Church Litten is Newport’s largest open space, in between the town and the M&S/Morrison’s Superstores. Once the garden of the vicarage that was bombed in the last war, you can find a memorial to one of the last ever chimney sweep boys, Valentine Gray, here. The local library and bus station are just beyond this park as is the new purpose built shopping complex that now dominates the centre of the town.

Just opposite you’ll find Thompson’s - an original concept restaurant on the Isle of Wight by Chef Robert Thompson. With a contemporary ‘open kitchen’ set in a beautifully renovated listed building, here you can sample culinary delights from a former Michelin starred chef and watch him while he creates his own amazing dishes – all for affordable prices.

Nodehill, or Upper St James’s Street, is an interesting road to explore. It leads due south from the shopping centre (and the bus station) and would have been the main road into the town once upon a time. Apparently it got its name because the bodies (noddies) of an invading French army were buried here hundreds of years ago. Gruesome tale aside this road houses an interesting array of little local shops and businesses and at its head is the former library, now a sixth form college, that was built by Sir Charles Seely, founder of the first lending libraries.

Scarrots Lane and Gray’s Walk (named after Valentine Gray) - just off of St James’s Street - are also interesting alleys to discover, with quirky local shops and interesting arcades .

The Wheatsheaf and The Castle are two of the oldest buildings and pubs in the town – the former has a wooden rose in the ceiling under which the royalists met. Charles I was imprisoned in Carisbrooke Castle just to the west of Newport and he is reputed to have stayed at the Old Grammar School that is on the corner of Lugley St and Lower St James’s Street while the Treaty of Newport was being negotiated. Built in 1610 and possibly the oldest building in the town, Charles I is said to have left there in 1648 to be taken to London for execution, knighting the headmaster just before he climbed into his coach.

The Romans built a villa in Newport, not far from the banks of the Medina just to the south of the town. Park in M&S car park and you can walk down Medina Avenue and then up Cypress Road to the villa remains and museum (it’s impossible to park in the road).
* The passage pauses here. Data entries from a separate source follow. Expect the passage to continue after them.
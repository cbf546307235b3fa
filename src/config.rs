//! 应用配置：从 config/default.toml 与环境变量加载
//!
//! 加载顺序：先读 TOML 文件，再用环境变量 `BEE_BROWSER__*` 覆盖（双下划线表示嵌套，如 `BEE_BROWSER__AGENT__MAX_STEPS=50`）。

use std::collections::HashMap;
use std::path::PathBuf;

use serde::Deserialize;

/// 应用配置根（对应 config/default.toml 的顶层）
#[derive(Debug, Clone, Default, Deserialize)]
#[serde(default)]
pub struct AppConfig {
    pub agent: AgentSettings,
    pub llm: LlmSection,
    pub redaction: RedactionSection,
    pub history: HistorySection,
}

/// [agent] 段：步骤循环的资源上限与行为开关
#[derive(Debug, Clone, Deserialize)]
#[serde(default)]
pub struct AgentSettings {
    pub max_steps: usize,
    /// 连续失败多少步后终止任务
    pub max_consecutive_failures: usize,
    /// 单步最多执行的动作数，多余的丢弃
    pub max_actions_per_step: usize,
    /// 页面状态消息是否附带截图
    pub use_vision: bool,
    /// run() 暂停时轮询间隔
    pub pause_poll_interval_ms: u64,
    /// 单个动作超时（秒）
    pub action_timeout_secs: u64,
    /// 上下文 token 预算
    pub max_input_tokens: usize,
    /// 每张截图计入的 token 数
    pub image_token_cost: usize,
    /// Step Record 中页面摘要保留的字符数
    pub summary_preview_chars: usize,
}

impl Default for AgentSettings {
    fn default() -> Self {
        Self {
            max_steps: 100,
            max_consecutive_failures: 3,
            max_actions_per_step: 10,
            use_vision: false,
            pause_poll_interval_ms: 200,
            action_timeout_secs: 30,
            max_input_tokens: 128_000,
            image_token_cost: crate::memory::DEFAULT_IMAGE_TOKEN_COST,
            summary_preview_chars: 500,
        }
    }
}

/// [llm] 段：后端选择
#[derive(Debug, Clone, Deserialize)]
#[serde(default)]
pub struct LlmSection {
    /// 后端：openai / deepseek / mock；没有 API Key 时退回 mock
    pub provider: String,
    pub model: String,
    pub base_url: Option<String>,
}

impl Default for LlmSection {
    fn default() -> Self {
        Self {
            provider: "deepseek".to_string(),
            model: crate::llm::DEEPSEEK_CHAT.to_string(),
            base_url: None,
        }
    }
}

/// [redaction] 段：符号名 -> 敏感字面量
#[derive(Debug, Clone, Default, Deserialize)]
#[serde(default)]
pub struct RedactionSection {
    pub secrets: HashMap<String, String>,
}

/// [history] 段：步骤历史 JSON 目录；不设置则不持久化
#[derive(Debug, Clone, Default, Deserialize)]
#[serde(default)]
pub struct HistorySection {
    pub dir: Option<PathBuf>,
}

/// 从 config 目录加载配置，环境变量 BEE_BROWSER__* 可覆盖
///
/// 1. 按顺序查找 config/default.toml、../config/default.toml，找到则作为第一源
/// 2. 若传入 config_path 且文件存在，则追加该文件（可覆盖前面的键）
/// 3. 最后叠加环境变量
pub fn load_config(config_path: Option<PathBuf>) -> Result<AppConfig, config::ConfigError> {
    let mut builder = config::Config::builder();

    let default_names = ["config/default", "../config/default"];
    for name in default_names {
        let path = format!("{}.toml", name);
        if std::path::Path::new(&path).exists() {
            builder = builder.add_source(config::File::with_name(name).required(false));
            break;
        }
    }

    if let Some(ref path) = config_path {
        if path.exists() {
            builder = builder.add_source(config::File::from(path.clone()).required(false));
        }
    }

    builder = builder.add_source(
        config::Environment::with_prefix("BEE_BROWSER")
            .separator("__")
            .try_parsing(true),
    );

    let c = builder.build()?;
    c.try_deserialize()
}

#[cfg(test)]
mod tests {
    use super::*;
    use std::io::Write;

    #[test]
    fn test_defaults() {
        let cfg = AppConfig::default();
        assert_eq!(cfg.agent.max_steps, 100);
        assert_eq!(cfg.agent.max_consecutive_failures, 3);
        assert_eq!(cfg.agent.max_input_tokens, 128_000);
        assert!(cfg.redaction.secrets.is_empty());
        assert!(cfg.history.dir.is_none());
    }

    #[test]
    fn test_load_from_file_overrides_defaults() {
        let dir = tempfile::tempdir().unwrap();
        let path = dir.path().join("agent.toml");
        let mut f = std::fs::File::create(&path).unwrap();
        writeln!(
            f,
            "[agent]\nmax_steps = 7\nuse_vision = true\n\n[llm]\nprovider = \"mock\"\n\n[redaction.secrets]\nbank_pin = \"4321\""
        )
        .unwrap();

        let cfg = load_config(Some(path)).unwrap();
        assert_eq!(cfg.agent.max_steps, 7);
        assert!(cfg.agent.use_vision);
        assert_eq!(cfg.agent.max_consecutive_failures, 3);
        assert_eq!(cfg.llm.provider, "mock");
        assert_eq!(cfg.redaction.secrets.get("bank_pin").map(String::as_str), Some("4321"));
    }
}
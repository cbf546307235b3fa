//! 敏感信息脱敏
//!
//! 写入消息日志前，把配置中的敏感字面量替换为 `<secret>名称</secret>` 占位符（仅文本，不处理图片）；
//! 执行动作前再把占位符还原为真实值，模型始终看不到明文。

use std::collections::HashMap;

use serde_json::Value;

use crate::memory::{ContentPart, MessageContent};

#[derive(Debug, Clone, Default)]
pub struct Redactor {
    /// (名称, 明文)，按明文长度降序，避免短值先匹配长值的一部分
    secrets: Vec<(String, String)>,
}

fn placeholder(name: &str) -> String {
    format!("<secret>{name}</secret>")
}

impl Redactor {
    pub fn new(secrets: &HashMap<String, String>) -> Self {
        let mut secrets: Vec<(String, String)> = secrets
            .iter()
            .filter(|(_, v)| !v.is_empty())
            .map(|(k, v)| (k.clone(), v.clone()))
            .collect();
        secrets.sort_by(|a, b| b.1.len().cmp(&a.1.len()).then_with(|| a.0.cmp(&b.0)));
        Self { secrets }
    }

    pub fn is_empty(&self) -> bool {
        self.secrets.is_empty()
    }

    pub fn redact(&self, text: &str) -> String {
        let mut out = text.to_string();
        for (name, value) in &self.secrets {
            if out.contains(value.as_str()) {
                out = out.replace(value.as_str(), &placeholder(name));
            }
        }
        out
    }

    pub fn redact_content(&self, content: MessageContent) -> MessageContent {
        if self.is_empty() {
            return content;
        }
        match content {
            MessageContent::Text(s) => MessageContent::Text(self.redact(&s)),
            MessageContent::Parts(parts) => MessageContent::Parts(
                parts
                    .into_iter()
                    .map(|p| match p {
                        ContentPart::Text { text } => ContentPart::Text {
                            text: self.redact(&text),
                        },
                        image => image,
                    })
                    .collect(),
            ),
        }
    }

    /// 把占位符还原为明文
    pub fn reveal(&self, text: &str) -> String {
        let mut out = text.to_string();
        for (name, value) in &self.secrets {
            let ph = placeholder(name);
            if out.contains(&ph) {
                out = out.replace(&ph, value);
            }
        }
        out
    }

    /// 递归还原 JSON 参数中的字符串
    pub fn reveal_value(&self, value: Value) -> Value {
        if self.is_empty() {
            return value;
        }
        match value {
            Value::String(s) => Value::String(self.reveal(&s)),
            Value::Array(items) => {
                Value::Array(items.into_iter().map(|v| self.reveal_value(v)).collect())
            }
            Value::Object(map) => Value::Object(
                map.into_iter()
                    .map(|(k, v)| (k, self.reveal_value(v)))
                    .collect(),
            ),
            other => other,
        }
    }
}
//! 短期记忆：按 token 预算计费的有序消息日志
//!
//! 每条消息在写入时估算 token 开销；getMessages 前按「最早加入先剪」剪枝，直到总开销回到预算以内。
//! system 与原始任务消息永远不会被隐式剪掉，只有调用方显式截断历史才会移除它们。

use serde::{Deserialize, Serialize};

use crate::memory::TokenEstimator;

/// 消息角色
#[derive(Clone, Copy, Debug, PartialEq, Eq, Serialize, Deserialize)]
#[serde(rename_all = "snake_case")]
pub enum Role {
    System,
    UserTask,
    UserFollowup,
    /// 当前页面状态，至多一条，且只存活一个步骤
    PerceptionSnapshot,
    AssistantReasoning,
    /// 动作结果、错误反馈等附加上下文
    SideInformation,
}

/// 发送给 LLM API 时的角色（与 OpenAI 兼容接口一致）
#[derive(Clone, Copy, Debug, PartialEq, Eq)]
pub enum LlmRole {
    System,
    User,
    Assistant,
}

impl Role {
    pub fn llm_role(&self) -> LlmRole {
        match self {
            Role::System => LlmRole::System,
            Role::AssistantReasoning => LlmRole::Assistant,
            _ => LlmRole::User,
        }
    }

    /// 剪枝时受保护的角色
    fn is_protected(&self) -> bool {
        matches!(self, Role::System | Role::UserTask | Role::PerceptionSnapshot)
    }
}

#[derive(Clone, Debug, PartialEq, Serialize, Deserialize)]
#[serde(tag = "type", rename_all = "snake_case")]
pub enum ContentPart {
    Text { text: String },
    /// base64 data URL（截图）
    Image { data_url: String },
}

#[derive(Clone, Debug, PartialEq, Serialize, Deserialize)]
#[serde(untagged)]
pub enum MessageContent {
    Text(String),
    Parts(Vec<ContentPart>),
}

impl MessageContent {
    pub fn text(&self) -> String {
        match self {
            MessageContent::Text(s) => s.clone(),
            MessageContent::Parts(parts) => parts
                .iter()
                .filter_map(|p| match p {
                    ContentPart::Text { text } => Some(text.as_str()),
                    ContentPart::Image { .. } => None,
                })
                .collect::<Vec<_>>()
                .join("\n"),
        }
    }

    pub fn image_count(&self) -> usize {
        match self {
            MessageContent::Text(_) => 0,
            MessageContent::Parts(parts) => parts
                .iter()
                .filter(|p| matches!(p, ContentPart::Image { .. }))
                .count(),
        }
    }
}

impl From<String> for MessageContent {
    fn from(s: String) -> Self {
        MessageContent::Text(s)
    }
}

impl From<&str> for MessageContent {
    fn from(s: &str) -> Self {
        MessageContent::Text(s.to_string())
    }
}

/// 单条消息（写入后不可变）
#[derive(Clone, Debug, PartialEq, Serialize, Deserialize)]
pub struct Message {
    role: Role,
    content: MessageContent,
    estimated_cost: usize,
}

impl Message {
    pub fn new(role: Role, content: impl Into<MessageContent>, estimated_cost: usize) -> Self {
        Self {
            role,
            content: content.into(),
            estimated_cost,
        }
    }

    pub fn role(&self) -> Role {
        self.role
    }

    pub fn content(&self) -> &MessageContent {
        &self.content
    }

    pub fn text(&self) -> String {
        self.content.text()
    }

    pub fn estimated_cost(&self) -> usize {
        self.estimated_cost
    }
}

/// 有序消息日志 + token 计费 + 剪枝
#[derive(Clone, Debug)]
pub struct ConversationMemory {
    messages: Vec<Message>,
    estimator: TokenEstimator,
    max_input_tokens: usize,
}

impl ConversationMemory {
    pub fn new(max_input_tokens: usize, estimator: TokenEstimator) -> Self {
        Self {
            messages: Vec::new(),
            estimator,
            max_input_tokens,
        }
    }

    /// 估算开销后追加
    pub fn push(&mut self, role: Role, content: MessageContent) {
        let cost = self.estimator.estimate_content(&content);
        self.messages.push(Message::new(role, content, cost));
    }

    pub fn messages(&self) -> &[Message] {
        &self.messages
    }

    pub fn total_cost(&self) -> usize {
        self.messages.iter().map(|m| m.estimated_cost).sum()
    }

    pub fn max_input_tokens(&self) -> usize {
        self.max_input_tokens
    }

    /// 移除指定角色的全部消息，返回移除条数
    pub fn remove_role(&mut self, role: Role) -> usize {
        let before = self.messages.len();
        self.messages.retain(|m| m.role != role);
        before - self.messages.len()
    }

    pub fn count_role(&self, role: Role) -> usize {
        self.messages.iter().filter(|m| m.role == role).count()
    }

    /// 调用方显式截断：只保留前 keep 条（可以移除 system / 任务消息）
    pub fn truncate(&mut self, keep: usize) {
        self.messages.truncate(keep);
    }

    pub fn clear(&mut self) {
        self.messages.clear();
    }

    pub fn len(&self) -> usize {
        self.messages.len()
    }

    pub fn is_empty(&self) -> bool {
        self.messages.is_empty()
    }

    /// 剪枝：反复移除最早的可剪消息直到总开销不超过预算；迭代次数以消息条数为上限。
    /// 可剪消息删完仍超预算时，截断当前页面状态消息的文本。返回移除的消息条数。
    pub fn prune(&mut self) -> usize {
        let budget = self.max_input_tokens;
        let mut total = self.total_cost();
        let max_iterations = self.messages.len();
        let mut removed = 0;

        while total > budget && removed < max_iterations {
            let Some(idx) = self.messages.iter().position(|m| !m.role.is_protected()) else {
                break;
            };
            let msg = self.messages.remove(idx);
            total = total.saturating_sub(msg.estimated_cost);
            removed += 1;
        }

        if removed > 0 {
            tracing::debug!(removed, total, budget, "pruned conversation");
        }

        if total > budget {
            self.shrink_perception_snapshot(total - budget);
            if self.total_cost() > budget {
                tracing::warn!(
                    total = self.total_cost(),
                    budget,
                    "context still over budget after pruning"
                );
            }
        }
        removed
    }

    /// 只截断文本部分；截图放得下就保留，放不下才丢弃
    fn shrink_perception_snapshot(&mut self, excess: usize) {
        let Some(idx) = self
            .messages
            .iter()
            .position(|m| m.role == Role::PerceptionSnapshot)
        else {
            return;
        };
        let old = &self.messages[idx];
        let allowed = old.estimated_cost.saturating_sub(excess);
        let images: Vec<ContentPart> = match &old.content {
            MessageContent::Text(_) => Vec::new(),
            MessageContent::Parts(parts) => parts
                .iter()
                .filter(|p| matches!(p, ContentPart::Image { .. }))
                .cloned()
                .collect(),
        };
        let image_cost = images.len() * self.estimator.image_cost();
        let keep_images = !images.is_empty() && allowed > image_cost;
        if !images.is_empty() && !keep_images {
            tracing::warn!(
                images = images.len(),
                image_cost,
                allowed,
                "dropped screenshot from perception snapshot"
            );
        }

        let text_budget = if keep_images {
            allowed - image_cost
        } else {
            allowed
        };
        let text = TokenEstimator::truncate_to_tokens(&old.text(), text_budget);
        let content = if keep_images {
            let mut parts = vec![ContentPart::Text { text }];
            parts.extend(images);
            MessageContent::Parts(parts)
        } else {
            MessageContent::Text(text)
        };
        let cost = self.estimator.estimate_content(&content);
        tracing::warn!(from = old.estimated_cost, to = cost, "truncated perception snapshot");
        self.messages[idx] = Message::new(Role::PerceptionSnapshot, content, cost);
    }
}

#[cfg(test)]
mod tests {
    use super::*;
    use crate::memory::DEFAULT_IMAGE_TOKEN_COST;

    fn memory(budget: usize) -> ConversationMemory {
        ConversationMemory::new(budget, TokenEstimator::default())
    }

    #[test]
    fn test_push_estimates_cost() {
        let mut mem = memory(1000);
        mem.push(Role::System, "x".repeat(40).into());
        assert_eq!(mem.messages()[0].estimated_cost(), 10);
        assert_eq!(mem.total_cost(), 10);
    }

    #[test]
    fn test_prune_keeps_system_and_task() {
        let mut mem = memory(50);
        mem.push(Role::System, "s".repeat(40).into());
        mem.push(Role::UserTask, "t".repeat(40).into());
        for _ in 0..10 {
            mem.push(Role::AssistantReasoning, "a".repeat(40).into());
        }
        assert_eq!(mem.total_cost(), 120);

        let removed = mem.prune();
        assert!(mem.total_cost() <= 50);
        assert_eq!(removed, 7);
        assert_eq!(mem.messages()[0].role(), Role::System);
        assert_eq!(mem.messages()[1].role(), Role::UserTask);
    }

    #[test]
    fn test_prune_removes_oldest_first() {
        let mut mem = memory(30);
        mem.push(Role::System, "s".repeat(40).into());
        mem.push(Role::UserTask, "t".repeat(40).into());
        mem.push(Role::SideInformation, "old".repeat(10).into());
        mem.push(Role::AssistantReasoning, "n".repeat(30).into());
        mem.prune();
        assert_eq!(mem.len(), 3);
        assert_eq!(mem.messages()[2].role(), Role::AssistantReasoning);
    }

    #[test]
    fn test_prune_truncates_snapshot_when_nothing_left() {
        let mut mem = memory(60);
        mem.push(Role::System, "s".repeat(40).into());
        mem.push(Role::UserTask, "t".repeat(40).into());
        mem.push(Role::PerceptionSnapshot, "p".repeat(800).into());
        mem.prune();
        assert_eq!(mem.count_role(Role::PerceptionSnapshot), 1);
        assert!(mem.total_cost() <= 60);
    }

    fn snapshot_with_image(text_len: usize) -> MessageContent {
        MessageContent::Parts(vec![
            ContentPart::Text { text: "p".repeat(text_len) },
            ContentPart::Image { data_url: "data:image/png;base64,AAAA".into() },
        ])
    }

    #[test]
    fn test_snapshot_truncation_keeps_screenshot_when_it_fits() {
        let mut mem = memory(1000);
        mem.push(Role::System, "s".repeat(40).into());
        mem.push(Role::UserTask, "t".repeat(40).into());
        mem.push(Role::PerceptionSnapshot, snapshot_with_image(4000));
        assert_eq!(mem.total_cost(), 20 + 1000 + DEFAULT_IMAGE_TOKEN_COST);

        mem.prune();
        let snapshot = &mem.messages()[2];
        assert_eq!(snapshot.content().image_count(), 1);
        assert!(snapshot.text().len() < 4000);
        assert!(mem.total_cost() <= 1000);
    }

    #[test]
    fn test_snapshot_truncation_drops_screenshot_when_too_costly() {
        let mut mem = memory(500);
        mem.push(Role::System, "s".repeat(40).into());
        mem.push(Role::UserTask, "t".repeat(40).into());
        mem.push(Role::PerceptionSnapshot, snapshot_with_image(4000));

        mem.prune();
        let snapshot = &mem.messages()[2];
        assert_eq!(snapshot.content().image_count(), 0);
        assert!(mem.total_cost() <= 500);
    }

    #[test]
    fn test_prune_terminates_when_only_protected_remain() {
        let mut mem = memory(1);
        mem.push(Role::System, "s".repeat(400).into());
        mem.push(Role::UserTask, "t".repeat(400).into());
        assert_eq!(mem.prune(), 0);
        assert_eq!(mem.len(), 2);
    }

    #[test]
    fn test_explicit_truncate_can_remove_everything() {
        let mut mem = memory(100);
        mem.push(Role::System, "s".into());
        mem.push(Role::UserTask, "t".into());
        mem.truncate(0);
        assert!(mem.is_empty());
    }

    #[test]
    fn test_image_parts_text() {
        let content = MessageContent::Parts(vec![
            ContentPart::Text { text: "page".into() },
            ContentPart::Image { data_url: "data:image/png;base64,AAAA".into() },
        ]);
        assert_eq!(content.text(), "page");
        assert_eq!(content.image_count(), 1);
    }
}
It’s a relatively small site but the hypocaust bath suite is quite superb.

If you want a swim you can head for the Medina Leisure Centre just north east of the town on the Fairlee Road and it is here that our best and biggest theatre is also housed. Just off of the Coppins Bridge Roundabout are the Cineworld cinema complex and the William Coppin Lloyds Bar - a mecca for night owls.

Newport has something for everyone; a great shopping centre, a lovely art gallery, two theatres, great restaurants and pubs and a thriving nightlife community. Make sure you add it to your itinerary.